BEGIN
//! First-writer-wins coordination keyed by a caller-supplied token.
//!
//! Exclusivity comes from the unique index on the key, never from an
//! in-process lock, so concurrent requests on different processes still
//! observe each other.

mod error;

use std::sync::Arc;
use std::time::Duration;

use chrono::Utc;
use serde::Serialize;

use crate::catalog::models::IdempotencyKey;
use crate::catalog::{CatalogStore, CatalogTx};
use crate::config::IdempotencyConfig;
use crate::dedup::sha256_hex;
use crate::models::RequestContext;

pub use error::{Error, Result};

/// SHA-256 over the canonical JSON form of a request body.
pub fn request_hash<T: Serialize + ?Sized>(body: &T) -> Result<String> {
    let bytes = serde_json::to_vec(body)?;
    Ok(sha256_hex(&bytes))
}

/// Outcome of [`IdempotencyCoordinator::begin`].
#[derive(Debug, Clone, PartialEq, Eq)]
pub enum Begin {
    /// The token already produced this event. Do not redo the work.
    AlreadyCompleted(String),
    /// The caller owns the token until it completes or abandons the claim.
    ProceedExclusive(Claim),
}

#[derive(Debug, Clone, PartialEq, Eq)]
pub struct Claim {
    pub key: String,
    pub request_hash: String,
}

#[derive(Clone)]
pub struct IdempotencyCoordinator {
    store: Arc<dyn CatalogStore>,
    cfg: IdempotencyConfig,
}

enum ClaimAttempt {
    Done(Begin),
    Wait,
    Retry,
}

impl IdempotencyCoordinator {
    pub fn new(store: Arc<dyn CatalogStore>, cfg: IdempotencyConfig) -> Self {
        Self { store, cfg }
    }

    pub fn config(&self) -> &IdempotencyConfig {
        &self.cfg
    }

    /// Look the token up, claiming it when absent or expired.
    ///
    /// While another request holds the token this polls until it completes
    /// (returning its event) or `in_flight_max_wait` elapses.
    #[tracing::instrument(level = "debug", skip_all, fields(key = %key))]
    pub async fn begin(
        &self,
        ctx: &RequestContext,
        key: &str,
        request_hash: &str,
    ) -> Result<Begin> {
        let started = tokio::time::Instant::now();
        loop {
            match self.try_claim(ctx, key, request_hash).await? {
                ClaimAttempt::Done(begin) => return Ok(begin),
                ClaimAttempt::Retry => continue,
                ClaimAttempt::Wait => {
                    if started.elapsed() >= self.cfg.in_flight_max_wait || ctx.is_expired() {
                        tracing::info!(key = %key, "idempotency key still in flight");
                        return Err(Error::InFlight {
                            key: key.to_string(),
                        });
                    }
                    let pause = match ctx.remaining() {
                        Some(left) => self.cfg.in_flight_poll.min(left),
                        None => self.cfg.in_flight_poll,
                    };
                    tokio::time::sleep(pause.max(Duration::from_millis(1))).await;
                }
            }
        }
    }

    async fn try_claim(&self, ctx: &RequestContext, key: &str, request_hash: &str) -> Result<ClaimAttempt> {
        let now = Utc::now();
        let mut tx = ctx.bound(self.store.begin()).await?;
        let existing = ctx.bound(tx.get_idempotency_key(key)).await?;

        match existing {
            Some(row) if !row.is_expired(now) => {
                tx.rollback().await?;
                if row.request_hash != request_hash {
                    return Err(Error::PayloadMismatch {
                        key: key.to_string(),
                    });
                }
                Ok(match row.event_id {
                    Some(event_id) => ClaimAttempt::Done(Begin::AlreadyCompleted(event_id)),
                    None => ClaimAttempt::Wait,
                })
            }
            expired => {
                if expired.is_some() {
                    tracing::debug!(key = %key, "replacing expired idempotency key");
                    ctx.bound(tx.delete_idempotency_key(key)).await?;
                }
                let ttl = chrono::Duration::from_std(self.cfg.ttl)
                    .unwrap_or_else(|_| chrono::Duration::hours(24));
                let row = IdempotencyKey::new(key, request_hash, now, ttl);
                match ctx.bound(tx.insert_idempotency_key(&row)).await {
                    Ok(()) => {}
                    // A concurrent request claimed it between our read and write.
                    Err(e) if e.is_conflict() => return Ok(ClaimAttempt::Retry),
                    Err(e) => return Err(e.into()),
                }
                match ctx.bound(tx.commit()).await {
                    Ok(()) => Ok(ClaimAttempt::Done(Begin::ProceedExclusive(Claim {
                        key: key.to_string(),
                        request_hash: request_hash.to_string(),
                    }))),
                    Err(e) if e.is_conflict() => Ok(ClaimAttempt::Retry),
                    Err(e) => Err(e.into()),
                }
            }
        }
    }

    /// Record the produced event inside the caller's write transaction, so
    /// the key and the event commit together.
    #[tracing::instrument(level = "debug", skip_all, fields(key = %claim.key, event_id = %event_id))]
    pub async fn complete_in(
        &self,
        tx: &mut dyn CatalogTx,
        claim: &Claim,
        event_id: &str,
    ) -> Result<()> {
        tx.complete_idempotency_key(&claim.key, event_id).await?;
        Ok(())
    }

    #[tracing::instrument(level = "debug", skip_all, fields(key = %claim.key, event_id = %event_id))]
    pub async fn complete(&self, ctx: &RequestContext, claim: &Claim, event_id: &str) -> Result<()> {
        let mut tx = ctx.bound(self.store.begin()).await?;
        ctx.bound(tx.complete_idempotency_key(&claim.key, event_id))
            .await?;
        ctx.bound(tx.commit()).await?;
        Ok(())
    }

    /// Release a claim whose work failed so a retry can run again. Keys that
    /// were completed or re-claimed with another payload are left alone.
    #[tracing::instrument(level = "debug", skip_all, fields(key = %claim.key))]
    pub async fn abandon(&self, ctx: &RequestContext, claim: &Claim) -> Result<()> {
        let mut tx = ctx.bound(self.store.begin()).await?;
        let row = ctx.bound(tx.get_idempotency_key(&claim.key)).await?;
        let releasable = row
            .is_some_and(|r| r.event_id.is_none() && r.request_hash == claim.request_hash);
        if !releasable {
            tx.rollback().await?;
            return Ok(());
        }
        ctx.bound(tx.delete_idempotency_key(&claim.key)).await?;
        ctx.bound(tx.commit()).await?;
        Ok(())
    }
}

#[cfg(test)]
mod tests {
    use super::*;
    use crate::catalog::MemoryCatalog;

    fn coordinator(store: &MemoryCatalog) -> IdempotencyCoordinator {
        IdempotencyCoordinator::new(
            Arc::new(store.clone()),
            IdempotencyConfig {
                in_flight_poll: Duration::from_millis(5),
                in_flight_max_wait: Duration::from_millis(40),
                ..IdempotencyConfig::default()
            },
        )
    }

    fn ctx() -> RequestContext {
        RequestContext::system("test")
    }

    #[test]
    fn request_hash_is_stable_for_equal_json() {
        let a = serde_json::json!({"b": 1, "a": [1, 2]});
        let b = serde_json::json!({"a": [1, 2], "b": 1});
        assert_eq!(request_hash(&a).unwrap(), request_hash(&b).unwrap());
    }

    #[tokio::test]
    async fn completed_key_short_circuits() {
        let store = MemoryCatalog::new();
        let c = coordinator(&store);
        let Begin::ProceedExclusive(claim) = c.begin(&ctx(), "k1", "h").await.unwrap() else {
            panic!("expected a fresh claim");
        };
        c.complete(&ctx(), &claim, "E1").await.unwrap();
        assert_eq!(
            c.begin(&ctx(), "k1", "h").await.unwrap(),
            Begin::AlreadyCompleted("E1".into())
        );
    }

    #[tokio::test]
    async fn different_payload_is_rejected() {
        let store = MemoryCatalog::new();
        let c = coordinator(&store);
        c.begin(&ctx(), "k1", "h1").await.unwrap();
        let err = c.begin(&ctx(), "k1", "h2").await.unwrap_err();
        assert!(matches!(err, Error::PayloadMismatch { .. }));
        assert!(!err.is_transient());
    }

    #[tokio::test]
    async fn in_flight_key_times_out() {
        let store = MemoryCatalog::new();
        let c = coordinator(&store);
        c.begin(&ctx(), "k1", "h").await.unwrap();
        let err = c.begin(&ctx(), "k1", "h").await.unwrap_err();
        assert!(matches!(err, Error::InFlight { .. }));
    }

    #[tokio::test]
    async fn waiter_sees_result_of_in_flight_request() {
        let store = MemoryCatalog::new();
        let c = coordinator(&store);
        let Begin::ProceedExclusive(claim) = c.begin(&ctx(), "k1", "h").await.unwrap() else {
            panic!("expected a fresh claim");
        };
        let waiter = {
            let c = c.clone();
            tokio::spawn(async move { c.begin(&ctx(), "k1", "h").await })
        };
        tokio::time::sleep(Duration::from_millis(10)).await;
        c.complete(&ctx(), &claim, "E9").await.unwrap();
        assert_eq!(
            waiter.await.unwrap().unwrap(),
            Begin::AlreadyCompleted("E9".into())
        );
    }

    #[tokio::test]
    async fn abandoned_claim_can_be_retaken() {
        let store = MemoryCatalog::new();
        let c = coordinator(&store);
        let Begin::ProceedExclusive(claim) = c.begin(&ctx(), "k1", "h").await.unwrap() else {
            panic!("expected a fresh claim");
        };
        c.abandon(&ctx(), &claim).await.unwrap();
        assert!(matches!(
            c.begin(&ctx(), "k1", "h").await.unwrap(),
            Begin::ProceedExclusive(_)
        ));
    }

    #[tokio::test]
    async fn expired_key_is_replaced() {
        let store = MemoryCatalog::new();
        let past = Utc::now() - chrono::Duration::days(2);
        let mut tx = store.begin().await.unwrap();
        tx.insert_idempotency_key(&IdempotencyKey {
            event_id: Some("OLD".into()),
            ..IdempotencyKey::new("k1", "other", past, chrono::Duration::hours(24))
        })
        .await
        .unwrap();
        tx.commit().await.unwrap();

        let c = coordinator(&store);
        assert!(matches!(
            c.begin(&ctx(), "k1", "h").await.unwrap(),
            Begin::ProceedExclusive(_)
        ));
    }
}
END
▶ _TASK TO CARRY OUT_
All lines from the line containing "let mut tx = store.begin().await.unwrap();" through the last line of the data are to be repeated exactly; no other line belongs in the answer.

▶ _RESPONSE TO THE TASK_
        let mut tx = store.begin().await.unwrap();
        tx.insert_idempotency_key(&IdempotencyKey {
            event_id: Some("OLD".into()),
            ..IdempotencyKey::new("k1", "other", past, chrono::Duration::hours(24))
        })
        .await
        .unwrap();
        tx.commit().await.unwrap();

        let c = coordinator(&store);
        assert!(matches!(
            c.begin(&ctx(), "k1", "h").await.unwrap(),
            Begin::ProceedExclusive(_)
        ));
    }
}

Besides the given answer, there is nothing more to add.